*WHAT TO WORK ON*: Among these entries, count the lines containing the word "Decimal" and answer with only the number.

[[ SUPPLIED MATERIAL, beginning ]]

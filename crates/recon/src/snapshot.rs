//! Authoritative period-end snapshots ("anchors") and their ordered store.

use chrono::NaiveDate;
use rust_decimal::Decimal;
use serde::{Deserialize, Serialize};

use crate::error::LedgerError;

/// Verified capital structure at a period end, as reported in a structured
/// financial disclosure.
///
/// `common_shares` is the count as originally reported. Unless
/// `shares_split_adjusted` is set, it must go through the split normalizer
/// before being compared with any other date.
#[derive(Debug, Clone, PartialEq, Serialize, Deserialize)]
pub struct PeriodSnapshot {
    pub date: NaiveDate,
    /// Physical asset quantity. When absent, the event log's running total
    /// at or before `date` is used instead.
    #[serde(default)]
    pub asset_quantity: Option<Decimal>,
    pub cash: Decimal,
    #[serde(default)]
    pub convertible_debt: Decimal,
    /// All non-convertible debt (secured notes, term loans).
    #[serde(default)]
    pub secured_debt: Decimal,
    /// Liquidation preference of outstanding preferred equity.
    #[serde(default)]
    pub preferred_equity: Decimal,
    pub common_shares: Decimal,
    pub total_assets: Decimal,
    pub total_liabilities: Decimal,
    #[serde(default)]
    pub provenance: String,
    #[serde(default)]
    pub shares_split_adjusted: bool,
}

impl PeriodSnapshot {
    pub fn total_debt(&self) -> Decimal {
        self.convertible_debt + self.secured_debt
    }

    pub fn book_equity(&self) -> Decimal {
        self.total_assets - self.total_liabilities
    }
}

/// Snapshots in strictly ascending period-end order.
///
/// Built once from a full vector; there are no mutation operations.
#[derive(Debug, Clone, Default, Serialize)]
pub struct SnapshotStore {
    snapshots: Vec<PeriodSnapshot>,
}

impl SnapshotStore {
    pub fn new(snapshots: Vec<PeriodSnapshot>) -> Result<Self, LedgerError> {
        for pair in snapshots.windows(2) {
            let (previous, next) = (pair[0].date, pair[1].date);
            if previous == next {
                return Err(LedgerError::DuplicateSnapshot(next));
            }
            if next < previous {
                return Err(LedgerError::SnapshotOrder { previous, next });
            }
        }
        Ok(Self { snapshots })
    }

    /// Exact period-end match.
    pub fn get_by_date(&self, date: NaiveDate) -> Option<&PeriodSnapshot> {
        self.snapshots
            .binary_search_by(|s| s.date.cmp(&date))
            .ok()
            .map(|idx| &self.snapshots[idx])
    }

    pub fn list_all(&self) -> &[PeriodSnapshot] {
        &self.snapshots
    }

    /// Latest snapshot strictly before `date`.
    pub fn get_prior_to(&self, date: NaiveDate) -> Option<&PeriodSnapshot> {
        let idx = self.snapshots.partition_point(|s| s.date < date);
        idx.checked_sub(1).map(|i| &self.snapshots[i])
    }

    /// Earliest snapshot on or after `date`.
    pub fn get_next_at_or_after(&self, date: NaiveDate) -> Option<&PeriodSnapshot> {
        let idx = self.snapshots.partition_point(|s| s.date < date);
        self.snapshots.get(idx)
    }

    pub fn first(&self) -> Option<&PeriodSnapshot> {
        self.snapshots.first()
    }

    pub fn latest(&self) -> Option<&PeriodSnapshot> {
        self.snapshots.last()
    }

    pub fn len(&self) -> usize {
        self.snapshots.len()
    }

    pub fn is_empty(&self) -> bool {
        self.snapshots.is_empty()
    }
}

[[ SUPPLIED MATERIAL, end ]]

*WRITTEN RESPONSE*: 11